Aslı Aydıntaşbaş

Rakka’da Kürtlerle omuz omuza

19 Şubat 2017 Pazar

Genelkurmay Başkanı Hulusi Akar,İncirlik Üssü’nde ABD’li muadili Orgeneral Jospeh Dunford ile bir araya geldi. Hepimizin hayatını etkileyebilecek, kritik bir görüşmeydi bu...
Geçen hafta da yazdığım gibi, Ankara’nın yeni Trump yönetimine teklifi, Türk Silahlı Kuvvetleri’nin sınırımızdan yaklaşık 150 km ötedeki Rakka’ya girmesi yolunda.* En iyi ihtimalle 7-8 bin kişilik bir TSK kara gücünden söz ediyoruz.
Trump’ın bu teklife herhangi bir cevap vermediğini, daha çok dinlemede olduğunu biliyoruz. ABD başkanı, Cumhurbaşkanı’na halihazırda Suriye planlarını gözden geçirmekte olduğunu söyleyerek Türkiye’nin teklifini değerlendireceğini söylemiş. İşte İncirlik’teki görüşme, bunun bir adım ilerisi...
Mehmetçiği IŞİD’in kalesi Rakka’ya gönderme konusundaki çekincelerimi, geçen haftalarda yazdım. Temcit plavı gibi tekrarlamayacağım. Ama şuna eminim: Türkiye bir NATO müttefiki olarak ille de Rakka için asker vermeye niyetliyse, ABD buna hayır demez. Neden desin? Demek ki şu ya da bu biçimde, Mehmetçik Rakka’ya gidecek...
Ancak ABD, bu noktadan sonra Suriyeli Kürtlerden de kolay kolay vazgeçmez.
Yani? Yani belli ki operasyonun bir ucunda Suriyeli Kürtler, bir ucunda da Türk askeri mi ter atacak?
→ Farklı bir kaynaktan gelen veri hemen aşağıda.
//! Controller implementations for watching and reconciling resources

pub mod pod_reloader_controller;

use kube::Client;
use std::sync::Arc;

use crate::adapters::parameters::PodReloaderTransformer;
use crate::config::OperatorConfig;

/// Shared context for controllers
pub struct Context {
    /// Kubernetes client
    pub client: Client,
    /// Operator configuration
    pub config: OperatorConfig,
    /// Parameter transformer, shared across reconciliations
    pub transformer: PodReloaderTransformer,
}

impl Context {
    /// Create a new context
    pub fn new(client: Client, config: OperatorConfig) -> Arc<Self> {
        Arc::new(Self {
            client,
            config,
            transformer: PodReloaderTransformer::new(),
        })
    }
}
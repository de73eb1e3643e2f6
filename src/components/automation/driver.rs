use super::models::{PortalTask, TimeEntry};
use crate::error::AutofillResult;
use async_trait::async_trait;
use tracing::info;

/// Page-level operations on the timesheet portal.
///
/// Implementations wrap a real browser session. Every operation either
/// succeeds or returns an error describing which step failed; none of them
/// submits the timesheet, which stays a manual step for the operator.
#[async_trait]
pub trait PortalDriver: Send + Sync {
    /// Sign in to the portal
    async fn login(&mut self, email: &str, password: &str) -> AutofillResult<()>;

    /// Open the time entry page, optionally switching to a month and year
    async fn navigate_to_entries(&mut self, month_year: Option<(u32, i32)>) -> AutofillResult<()>;

    /// Read the task table of the current page
    async fn load_tasks(&mut self) -> AutofillResult<Vec<PortalTask>>;

    /// Select the task at `index` in the task table
    async fn select_task(&mut self, index: usize) -> AutofillResult<()>;

    /// Click the button that opens the entry form, returning false when the page has none
    async fn open_entry_form(&mut self) -> AutofillResult<bool>;

    /// Fill one row of the entry form
    async fn fill_time_entry(&mut self, entry: &TimeEntry) -> AutofillResult<()>;

    /// Make sure form row `row` exists, adding one if the page did not
    async fn ensure_entry_row(&mut self, row: usize) -> AutofillResult<()>;

    /// Whether the save button is present; it is never clicked
    async fn save_available(&mut self) -> AutofillResult<bool>;

    /// Close the browser session
    async fn close(&mut self) -> AutofillResult<()>;

    /// Whether a browser session is currently open
    fn session_open(&self) -> bool;
}

/// Something a driver was asked to do
#[derive(Debug, Clone, PartialEq, Eq)]
pub enum DriverAction {
    Login { email: String },
    Navigate { month_year: Option<(u32, i32)> },
    LoadTasks,
    SelectTask(usize),
    OpenEntryForm,
    FillEntry(TimeEntry),
    EnsureRow(usize),
    CheckSave,
    Close,
}

/// Driver that performs no browser work and only logs and records each step.
///
/// Used for dry runs when no browser binding is configured.
#[derive(Debug, Default)]
pub struct RecordingDriver {
    portal_url: String,
    headless: bool,
    open: bool,
    tasks: Vec<PortalTask>,
    actions: Vec<DriverAction>,
}

impl RecordingDriver {
    /// Create a recording driver for the given portal
    pub fn new(portal_url: impl Into<String>, headless: bool) -> Self {
        Self {
            portal_url: portal_url.into(),
            headless,
            ..Default::default()
        }
    }

    /// Whether the session would run without a window
    pub fn headless(&self) -> bool {
        self.headless
    }

    /// Tasks returned by `load_tasks`
    pub fn with_tasks(mut self, tasks: Vec<PortalTask>) -> Self {
        self.tasks = tasks;
        self
    }

    /// Every action performed so far
    pub fn actions(&self) -> &[DriverAction] {
        &self.actions
    }
}

#[async_trait]
impl PortalDriver for RecordingDriver {
    async fn login(&mut self, email: &str, _password: &str) -> AutofillResult<()> {
        if !self.open {
            info!("[dry run] Launching browser (headless={})", self.headless);
            self.open = true;
        }
        info!("[dry run] Logging in to {} as {}", self.portal_url, email);
        self.actions.push(DriverAction::Login {
            email: email.to_string(),
        });
        Ok(())
    }

    async fn navigate_to_entries(&mut self, month_year: Option<(u32, i32)>) -> AutofillResult<()> {
        match month_year {
            Some((month, year)) => info!("[dry run] Opening entries for {:02}/{}", month, year),
            None => info!("[dry run] Opening entries page"),
        }
        self.actions.push(DriverAction::Navigate { month_year });
        Ok(())
    }

    async fn load_tasks(&mut self) -> AutofillResult<Vec<PortalTask>> {
        self.actions.push(DriverAction::LoadTasks);
        Ok(self.tasks.clone())
    }

    async fn select_task(&mut self, index: usize) -> AutofillResult<()> {
        info!("[dry run] Selecting task {}", index);
        self.actions.push(DriverAction::SelectTask(index));
        Ok(())
    }

    async fn open_entry_form(&mut self) -> AutofillResult<bool> {
        self.actions.push(DriverAction::OpenEntryForm);
        Ok(true)
    }

    async fn fill_time_entry(&mut self, entry: &TimeEntry) -> AutofillResult<()> {
        info!(
            "[dry run] Row {} on {}: {}-{} \"{}\"",
            entry.row, entry.date, entry.start, entry.end, entry.description
        );
        self.actions.push(DriverAction::FillEntry(entry.clone()));
        Ok(())
    }

    async fn ensure_entry_row(&mut self, row: usize) -> AutofillResult<()> {
        self.actions.push(DriverAction::EnsureRow(row));
        Ok(())
    }

    async fn save_available(&mut self) -> AutofillResult<bool> {
        self.actions.push(DriverAction::CheckSave);
        Ok(true)
    }

    async fn close(&mut self) -> AutofillResult<()> {
        info!("[dry run] Closing browser session");
        self.actions.push(DriverAction::Close);
        self.open = false;
        Ok(())
    }

    fn session_open(&self) -> bool {
        self.open
    }
}

#[cfg(test)]
mod tests {
    use super::*;

    #[tokio::test]
    async fn test_session_follows_login_and_close() {
        let mut driver = RecordingDriver::new("https://portal.example", true);
        assert!(driver.headless());
        assert!(!driver.session_open());

        driver.login("ana@example.com", "s3cret").await.unwrap();
        assert!(driver.session_open());

        driver.close().await.unwrap();
        assert!(!driver.session_open());
        assert_eq!(
            driver.actions(),
            &[
                DriverAction::Login {
                    email: "ana@example.com".to_string()
                },
                DriverAction::Close,
            ]
        );
    }
}
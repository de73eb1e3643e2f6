use super::models::{ClockTime, DailySchedule};
use super::{
    AFTERNOON_END, AFTERNOON_START, GAP_MINUTES, MORNING_END, MORNING_START, SPAN_MINUTES,
};
use crate::error::AutofillResult;
use thiserror::Error;

/// The first constraint a schedule breaks
#[derive(Debug, Clone, Copy, PartialEq, Eq, Error)]
pub enum ScheduleViolation {
    #[error("morning start {0} outside the allowed window (08:55-09:00)")]
    MorningStart(ClockTime),

    #[error("morning end {0} outside the allowed window (12:00-12:15)")]
    MorningEnd(ClockTime),

    #[error("afternoon start {0} outside the allowed window (13:00-13:15)")]
    AfternoonStart(ClockTime),

    #[error("afternoon end {0} outside the allowed window (18:00-18:15)")]
    AfternoonEnd(ClockTime),

    #[error("gap between morning end and afternoon start is {0}min (must be 45-75min)")]
    Gap(u32),

    #[error("span of hours worked is {0}min (must be 465-495min, about 8h)")]
    Span(u32),
}

/// Check the lunch break and the time worked, ignoring the shift windows
pub fn check_intervals(schedule: &DailySchedule) -> Result<(), ScheduleViolation> {
    let gap = schedule.gap_minutes();
    if !GAP_MINUTES.contains(&gap) {
        return Err(ScheduleViolation::Gap(gap));
    }

    let span = schedule.span_minutes();
    if !SPAN_MINUTES.contains(&span) {
        return Err(ScheduleViolation::Span(span));
    }

    Ok(())
}

/// Check every constraint in order, stopping at the first one broken
pub fn check_schedule(schedule: &DailySchedule) -> Result<(), ScheduleViolation> {
    let DailySchedule { morning, afternoon } = *schedule;

    if !MORNING_START.contains(&morning.start.minutes()) {
        return Err(ScheduleViolation::MorningStart(morning.start));
    }
    if !MORNING_END.contains(&morning.end.minutes()) {
        return Err(ScheduleViolation::MorningEnd(morning.end));
    }
    if !AFTERNOON_START.contains(&afternoon.start.minutes()) {
        return Err(ScheduleViolation::AfternoonStart(afternoon.start));
    }
    if !AFTERNOON_END.contains(&afternoon.end.minutes()) {
        return Err(ScheduleViolation::AfternoonEnd(afternoon.end));
    }

    check_intervals(schedule)
}

/// Validate a schedule, returning whether it is acceptable and why
pub fn validate_schedule(schedule: &DailySchedule) -> (bool, String) {
    match check_schedule(schedule) {
        Ok(()) => (true, "valid".to_string()),
        Err(violation) => (false, violation.to_string()),
    }
}

/// Validate four HH:MM strings; malformed times are an error, not a violation
pub fn validate_hours(
    morning_start: &str,
    morning_end: &str,
    afternoon_start: &str,
    afternoon_end: &str,
) -> AutofillResult<(bool, String)> {
    let schedule =
        DailySchedule::from_hours(morning_start, morning_end, afternoon_start, afternoon_end)?;
    Ok(validate_schedule(&schedule))
}
//! Driving the timesheet portal over a range of dates.

pub mod driver;
mod filler;
pub mod models;

pub use driver::{DriverAction, PortalDriver, RecordingDriver};
pub use filler::FormFiller;
pub use models::{FillReport, FillRequest, PeriodRequest, PortalTask, TimeEntry};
Hayatın cilvesi, Suriyeli Kürtlerle ortak bir cephede yer alacak...
Washington’dan gelen sinyaller de bu yönde. Amberin Zaman, Al Monitor’daki köşesinde, geçen hafta Dışişleri Bakanlığı Müsteşarı Ümit Yalçın’ın Washington gezisinde öne çıkan YPG karşıtı tutumunun, Centcom komutanı general Joseph Votel tarafından dirençle karşılandığını yazdı. Benim de duyduklarım, ABD’deki askeri kanadın YPG’den vazgeçmek niyetinde olmadığı yolunda...
O zaman Türkiye’yi “ortak cephe” fikrine ikna etmeye çalışacaklar.
Dünkü Hürriyet gazetesinde Uğur Ergan’ın manşet haberi, bu yüzden önemliydi. Genelkurmay Başkanı İncirlik’te ABD’li muadiliyle görüştüğünde, Türkiye’nin somut askeri planlarını sunuyor. İki seçenekli bir teklif: TSK’ye 180 km kat ederek YPG/IŞİD kontrolündeki bölgeden Rakka’ya inecek ya da yine 56 km’lik YPG kontrolündeki Tel Abyad’dan aşağı inecek.
Amerikalıların, YPG bölgesinde 4 farklı yerde geçici askeri üs kurduğunu biliyoruz. Hiçbir koşulda YPG-TSK çatışması istemiyorlar. IŞİD operasyonuna katılmaya can atan bir NATO müttefiki olan Türkiye’ye “Hayır” da diyemezler. Demek ki tek çareleri, iki gücü bir biçimde (zımni de olsa) barıştırmak...
Zaten Washington’daki hava da bu yönde. Geçen haftalarda Kongre’de Senato Dış İlişkiler Komitesi’nde konuşmaya davet edilen eski ABD büyükelçisi Jim Jeffrey, IŞİD’e karşı TSK, ÖSO ve YPG’nin iki farklı cephede “ortak çabasının” hem IŞİD’i gerçekten sıkıştıracağını hem de “Türkiye’nin kaygılarını hafifletebileceğini” söyledi. “Hassas bir diplomasi” öneren Jeffrey: “Türkiye’nin YPG’ye verilen silahlar ve YPG’nin Arap toprağına ne kadar gireceği konusunda garantilere ihtiyacı var. YPG’nin PKK ile olan bağı Türkiye’yi tehdit etse de Cumhurbaşkanı Erdoğan’ın YPG’ye yönelik düşmanlığı, belli ölçüde nisandaki anayasal referandumu kazanmak için kurmuş olduğu koalisyondan kaynaklanıyor. Bu (seçim) geride kalınca, YPG ve PKK konusunda 2015 yazında olduğu gibi daha esnek olabilir.”
İddialı bir tez. Ama ABD’nin tercihinin bu formülü denemek olacağına kuşku yok. Erdoğan’ı Suriyeli Kürtlerle “ortak cephe” fikrine ikna etmeye çalışacaklar.
Bakalım referandum sonrası daha da netleşecek bu fikre, Ankara ne diyecek?
*Rakka’nın sınırımızdan uzaklığı, hangi yolu seçtiğinize göre 75-180 km arasında değişiyor.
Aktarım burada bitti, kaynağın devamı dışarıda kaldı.